陰の刺客
「これで一件落着か?」
俺はロープでグルグル巻きにされている冒険者3名と、大人しくしているコボルトを見渡しながら、ニコニコしているシェリルへ問いかける。
「はい!これで終わりですぅ!ご協力!ありがとうございました!」
「こちらこそ、助かったよ。

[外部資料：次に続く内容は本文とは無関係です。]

//! Result aggregation.
//!
//! Merges team results into one view with per-team provenance
//! preserved, extracts citation sources from search records, and
//! builds the deterministic degraded summary used when LLM synthesis
//! fails.

use std::collections::BTreeMap;
use std::fmt::Write;

use crate::core::plan::TeamKind;
use crate::core::record::SearchRecord;
use crate::core::state::TeamResult;

/// Merged view over all team results for one turn.
#[derive(Debug, Clone, Default)]
pub struct AggregatedResults {
    /// Team results keyed by team, provenance intact.
    pub per_team: BTreeMap<TeamKind, TeamResult>,
    /// Search records parsed back out of collected tool data
    /// (error markers excluded).
    pub records: Vec<SearchRecord>,
    /// Deduplicated citation strings in first-seen order.
    pub sources: Vec<String>,
    /// Total records across all teams and tools.
    pub total_records: usize,
}

/// Builds the aggregate from recorded team results.
#[must_use]
pub fn aggregate(team_results: &BTreeMap<TeamKind, TeamResult>) -> AggregatedResults {
    let mut records: Vec<SearchRecord> = Vec::new();
    let mut sources: Vec<String> = Vec::new();
    let mut total_records = 0_usize;

    for result in team_results.values() {
        for tool_records in result.collected_data.values() {
            total_records += tool_records.len();
            for value in tool_records {
                if let Ok(record) = serde_json::from_value::<SearchRecord>(value.clone())
                    && !record.is_error()
                {
                    let citation = record.citation();
                    if !sources.contains(&citation) {
                        sources.push(citation);
                    }
                    records.push(record);
                }
            }
        }
    }

    AggregatedResults {
        per_team: team_results.clone(),
        records,
        sources,
        total_records,
    }
}

impl AggregatedResults {
    /// Collected data re-keyed by team name for the turn outcome.
    #[must_use]
    pub fn data_by_team(&self) -> BTreeMap<String, Vec<serde_json::Value>> {
        self.per_team
            .iter()
            .map(|(team, result)| {
                let flattened: Vec<serde_json::Value> = result
                    .collected_data
                    .values()
                    .flat_map(|records| records.iter().cloned())
                    .collect();
                (team.as_str().to_string(), flattened)
            })
            .collect()
    }
}

/// Deterministic answer assembled from aggregated results without
/// free-form prose. Used when LLM synthesis fails after successful
/// aggregation, and for turns that time out with partial results.
#[must_use]
pub fn degraded_summary(query: &str, aggregated: &AggregatedResults) -> String {
    let mut out = format!("'{query}'에 대해 수집된 자료를 요약해 드립니다.\n");

    if aggregated.records.is_empty() {
        out.push_str("관련 자료를 찾지 못했습니다. 질문을 바꾸어 다시 시도해 주세요.");
        return out;
    }

    for record in aggregated.records.iter().take(5) {
        let _ = write!(out, "\n- {}", record.citation());
        if let Some(ref title) = record.article_title {
            let _ = write!(out, " ({title})");
        }
        let snippet: String = record.content.chars().take(120).collect();
        let _ = write!(out, ": {snippet}");
        if record.content.chars().count() > 120 {
            out.push('…');
        }
    }

    let failed: Vec<&TeamKind> = aggregated
        .per_team
        .iter()
        .filter(|(_, r)| r.error.is_some())
        .map(|(team, _)| team)
        .collect();
    if !failed.is_empty() {
        let names: Vec<&str> = failed.iter().map(|t| t.as_str()).collect();
        let _ = write!(
            out,
            "\n\n일부 처리({})가 완료되지 못해 수집된 자료만 제공합니다.",
            names.join(", ")
        );
    }

    out
}

#[cfg(test)]
mod tests {
    use super::*;
    use crate::core::state::TeamStatus;
    use std::time::Duration;

    fn record_value(doc_id: &str, article: Option<&str>) -> serde_json::Value {
        serde_json::to_value(SearchRecord {
            doc_id: doc_id.to_string(),
            law_title: "주택임대차보호법".to_string(),
            article_number: article.map(String::from),
            article_title: None,
            content: "증액청구는 약정한 차임등의 20분의 1의 금액을 초과하지 못한다.".to_string(),
            category: "2_임대차_전세_월세".to_string(),
            doc_type: "법률".to_string(),
            relevance_score: 0.9,
            total_articles: None,
            enforcement_date: None,
            law_number: None,
            last_article: None,
        })
        .unwrap_or_default()
    }

    fn team_result(team: TeamKind, values: Vec<serde_json::Value>) -> TeamResult {
        let mut collected_data = BTreeMap::new();
        collected_data.insert("legal_search".to_string(), values);
        TeamResult {
            team,
            status: TeamStatus::Success,
            collected_data,
            summary: "ok".to_string(),
            error: None,
            duration: Duration::from_millis(5),
        }
    }

    #[test]
    fn test_aggregate_extracts_records_and_sources() {
        let mut results = BTreeMap::new();
        results.insert(
            TeamKind::Search,
            team_result(
                TeamKind::Search,
                vec![
                    record_value("c1", Some("제7조")),
                    record_value("c2", Some("제7조")),
                    record_value("c3", Some("제3조")),
                ],
            ),
        );
        let agg = aggregate(&results);
        assert_eq!(agg.records.len(), 3);
        assert_eq!(agg.total_records, 3);
        // Duplicate citations collapse, order preserved.
        assert_eq!(
            agg.sources,
            vec!["주택임대차보호법 제7조", "주택임대차보호법 제3조"]
        );
    }

    #[test]
    fn test_aggregate_skips_error_markers_and_non_records() {
        let mut results = BTreeMap::new();
        let error = serde_json::to_value(SearchRecord::law_not_found("없는법", "q"))
            .unwrap_or_default();
        let non_record = serde_json::json!({"clause_id": "제1조", "title": "보증금"});
        results.insert(
            TeamKind::Search,
            team_result(TeamKind::Search, vec![error, non_record]),
        );
        let agg = aggregate(&results);
        assert!(agg.records.is_empty());
        assert!(agg.sources.is_empty());
        // Still counted as collected data.
        assert_eq!(agg.total_records, 2);
    }

    #[test]
    fn test_data_by_team_flattens_per_team() {
        let mut results = BTreeMap::new();
        results.insert(
            TeamKind::Search,
            team_result(TeamKind::Search, vec![record_value("c1", None)]),
        );
        let agg = aggregate(&results);
        let data = agg.data_by_team();
        assert_eq!(data.len(), 1);
        assert_eq!(data["search"].len(), 1);
    }

    #[test]
    fn test_degraded_summary_lists_citations() {
        let mut results = BTreeMap::new();
        results.insert(
            TeamKind::Search,
            team_result(TeamKind::Search, vec![record_value("c1", Some("제7조"))]),
        );
        let agg = aggregate(&results);
        let summary = degraded_summary("전세금 인상 한도", &agg);
        assert!(summary.contains("주택임대차보호법 제7조"));
        assert!(summary.contains("20분의 1"));
    }

    #[test]
    fn test_degraded_summary_empty() {
        let agg = AggregatedResults::default();
        let summary = degraded_summary("질문", &agg);
        assert!(summary.contains("찾지 못했습니다"));
    }

    #[test]
    fn test_degraded_summary_mentions_failed_teams() {
        let mut results = BTreeMap::new();
        results.insert(
            TeamKind::Search,
            team_result(TeamKind::Search, vec![record_value("c1", Some("제7조"))]),
        );
        let mut failed = team_result(TeamKind::Analysis, vec![]);
        failed.status = TeamStatus::Failed;
        failed.error = Some("timeout".to_string());
        results.insert(TeamKind::Analysis, failed);
        let agg = aggregate(&results);
        let summary = degraded_summary("질문", &agg);
        assert!(summary.contains("analysis"));
    }
}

何が何だか分からないまま終わったけれど…」
一仕事を終えた感じでシェリルが俺にお礼を告げる。
ま、俺らだけじゃ対応しきれなかった事件だったようなので、シェリルが解決してくれたのはありがたいところだ。
「俺は仲間を待たせたままだし、この先の村に…ん?」
俺は今後の話をしようとシェリルへ話し始めると、急にシェリルの顔が強張り始める。
「どうした?」
「毒…です!」
「毒!?」
シェリルの言葉に気付いた俺は、周囲を見渡す。
すると、周囲の木々が赤く変色を始め、コボルト達の中には倒れ始めるものもいた。
「な、なんだ!?」
「がぁぁぁぁああ!!」
「ぐぅ…ぐるしぃいぃ!!」
「がああっ!!た、だず…だずげ…でぇ!!」
捕えていた冒険者達の肌も真っ赤に変色を始め、その皮膚がドロドロに溶け始めていた。
「お、おい!大丈夫か!?」
俺が慌てて冒険者達へ駆け寄ろうとすると、そんな俺の腕をシェリルが掴む。
「触ってはダメですぅ!」
「っ!?」
シェリルに言われて、俺は自分が毒に侵されるのではないかと察した。
いや、だが、妙だ。
どうして俺は無症状なんだ?
「…俺とお前だけ何ともないのは…いや、お前はゴーレムか」
俺は自分の体にまったく症状が出ていないことに驚きを隠せないでいた。
すでに、周囲の木々はドロドロに溶け始めており、コボルトや冒険者達は原型を失い始めている。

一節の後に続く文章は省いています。